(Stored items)
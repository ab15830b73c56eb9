//! CLI commands for teamwire using clap.

use anyhow::{Context, Result};
use clap::{Parser, Subcommand};
use serde_json::{json, Value};
use std::path::{Path, PathBuf};
use std::time::Duration;
use tokio::sync::mpsc;

use crate::config::{load_settings_from, load_settings_or_default, Settings};
use crate::core::{AgentDirectory, CollaborationProtocol, ProtocolConfig, SendOptions};
use crate::protocol::{is_expired, validate, validate_wire, MessageType, Priority, ProtocolMessage};

const COORDINATOR: &str = "coordinator";

/// teamwire - prioritized messaging between collaborating agents.
#[derive(Parser)]
#[command(name = "teamwire")]
#[command(version)]
#[command(about = "teamwire - inter-agent collaboration protocol", long_about = None)]
pub struct Commands {
    /// Settings file (defaults to ~/.teamwire/settings.json)
    #[arg(long, global = true, env = "TEAMWIRE_CONFIG")]
    pub config: Option<PathBuf>,

    #[command(subcommand)]
    pub command: Command,
}

#[derive(Subcommand)]
pub enum Command {
    /// Run an in-process team exchanging tasks, then print every agent's stats
    Demo {
        /// Workers to spawn when settings list no agents
        #[arg(long, default_value_t = 3)]
        workers: usize,

        /// Task requests sent by the coordinator
        #[arg(long, default_value_t = 6)]
        tasks: usize,
    },

    /// Check a canonical message JSON file
    Validate {
        /// Path to the message file
        path: PathBuf,
    },

    /// Show effective settings
    Settings,
}

impl Commands {
    /// Settings from `--config`, or the default location with fallback to defaults.
    pub fn load_settings(&self) -> crate::error::Result<Settings> {
        match &self.config {
            Some(path) => load_settings_from(path),
            None => Ok(load_settings_or_default()),
        }
    }

    pub async fn run(&self, settings: &Settings) -> Result<()> {
        match &self.command {
            Command::Demo { workers, tasks } => cmd_demo(settings, *workers, *tasks).await,
            Command::Validate { path } => cmd_validate(path),
            Command::Settings => cmd_settings(settings),
        }
    }
}

// Command implementations

async fn cmd_demo(settings: &Settings, workers: usize, tasks: usize) -> Result<()> {
    let config = settings.protocol.protocol_config();
    let roster: Vec<(String, String)> = if settings.agents.is_empty() {
        (1..=workers.max(1))
            .map(|i| (format!("worker-{}", i), "worker".to_string()))
            .collect()
    } else {
        settings
            .agents
            .iter()
            .map(|(id, agent)| (id.clone(), agent.role.clone()))
            .collect()
    };

    let directory = AgentDirectory::new();
    let coordinator = CollaborationProtocol::with_config(COORDINATOR, COORDINATOR, config.clone());
    coordinator.register_in(&directory).await;

    let (results_tx, mut results) = mpsc::unbounded_channel();
    coordinator
        .register_handler(MessageType::TaskResponse, move |msg: ProtocolMessage| {
            let results_tx = results_tx.clone();
            async move {
                results_tx.send(msg)?;
                anyhow::Ok(())
            }
        })
        .await;

    let mut team = Vec::with_capacity(roster.len());
    for (id, role) in &roster {
        let worker = spawn_worker(id, role, config.clone(), &coordinator).await;
        worker.register_in(&directory).await;
        coordinator.connect_via(id.as_str(), &directory).await;
        team.push(worker);
    }

    coordinator.start().await;
    for worker in &team {
        worker.start().await;
    }

    let participants: Vec<String> = roster.iter().map(|(id, _)| id.clone()).collect();
    coordinator
        .create_conversation(&participants, "demo sprint", Some(json!("welcome aboard")))
        .await;

    for n in 0..tasks {
        let (worker_id, _) = &roster[n % roster.len()];
        let priority = Priority::ALL[n % Priority::ALL.len()];
        coordinator
            .send_with(
                Some(worker_id.as_str()),
                MessageType::TaskRequest,
                "execute_task",
                json!({"task": format!("task-{}", n + 1)}),
                SendOptions::default().with_priority(priority),
            )
            .await;
    }
    coordinator
        .send(None, MessageType::StatusUpdate, "status_update", json!({"status": "tasks_dispatched"}))
        .await;

    let mut completed = 0;
    while completed < tasks {
        match tokio::time::timeout(Duration::from_secs(5), results.recv()).await {
            Ok(Some(msg)) => {
                completed += 1;
                println!(
                    "{} finished {} ({})",
                    msg.sender(),
                    msg.data()["task"].as_str().unwrap_or("?"),
                    msg.priority()
                );
            }
            Ok(None) => break,
            Err(_) => {
                tracing::warn!("Timed out waiting for task results ({}/{})", completed, tasks);
                break;
            }
        }
    }

    coordinator.stop().await;
    let mut stats = vec![coordinator.stats().await];
    for worker in &team {
        worker.stop().await;
        stats.push(worker.stats().await);
    }

    println!("{}", serde_json::to_string_pretty(&stats)?);
    Ok(())
}

async fn spawn_worker(
    id: &str,
    role: &str,
    config: ProtocolConfig,
    coordinator: &CollaborationProtocol,
) -> CollaborationProtocol {
    let worker = CollaborationProtocol::with_config(id, role, config);
    worker.connect(COORDINATOR, coordinator).await;

    let responder = worker.clone();
    worker
        .register_handler(MessageType::TaskRequest, move |msg: ProtocolMessage| {
            let responder = responder.clone();
            async move {
                let task = msg.data().get("task").cloned().unwrap_or(Value::Null);
                tracing::debug!("{} working on {}", responder.employee_id(), task);
                responder
                    .reply(
                        &msg,
                        MessageType::TaskResponse,
                        "task_result",
                        json!({"task": task, "status": "done"}),
                    )
                    .await;
                anyhow::Ok(())
            }
        })
        .await;

    let joiner = worker.clone();
    worker
        .register_handler(MessageType::CollaborationRequest, move |msg: ProtocolMessage| {
            let joiner = joiner.clone();
            async move {
                match joiner.accept_invitation(&msg).await {
                    Some(id) => tracing::info!("{} joined {}", joiner.employee_id(), id),
                    None => tracing::debug!("{} ignored {}", joiner.employee_id(), msg.action()),
                }
                anyhow::Ok(())
            }
        })
        .await;

    worker
        .register_handler(MessageType::StatusUpdate, |msg: ProtocolMessage| async move {
            tracing::info!("Status from {}: {}", msg.sender(), msg.data());
            anyhow::Ok(())
        })
        .await;

    worker
}

fn cmd_validate(path: &Path) -> Result<()> {
    let content = std::fs::read_to_string(path)
        .with_context(|| format!("Failed to read {}", path.display()))?;
    let value: Value = serde_json::from_str(&content)
        .with_context(|| format!("{} is not valid JSON", path.display()))?;

    let mut errors = validate_wire(&value);
    let message = if errors.is_empty() {
        let message = ProtocolMessage::from_canonical(value)?;
        errors = validate(&message);
        Some(message)
    } else {
        None
    };

    if !errors.is_empty() {
        for error in &errors {
            println!("  - {}", error);
        }
        anyhow::bail!("{} has {} validation error(s)", path.display(), errors.len());
    }

    if let Some(msg) = message {
        println!("Valid message {}", msg.id());
        println!("  type:     {}", msg.message_type());
        println!("  priority: {}", msg.priority());
        println!("  route:    {} -> {}", msg.sender(), msg.receiver().unwrap_or("(broadcast)"));
        println!("  action:   {}", msg.action());
        if is_expired(&msg) {
            println!("  expired:  yes");
        }
    }
    Ok(())
}

fn cmd_settings(settings: &Settings) -> Result<()> {
    println!("{}", serde_json::to_string_pretty(settings)?);
    Ok(())
}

[What you will do] Pull every line holding "None" out of the records.

[Task answer]
#[command(about = "teamwire - inter-agent collaboration protocol", long_about = None)]
            None => Ok(load_settings_or_default()),
        .send(None, MessageType::StatusUpdate, "status_update", json!({"status": "tasks_dispatched"}))
            Ok(None) => break,
                    None => tracing::debug!("{} ignored {}", joiner.employee_id(), msg.action()),
        None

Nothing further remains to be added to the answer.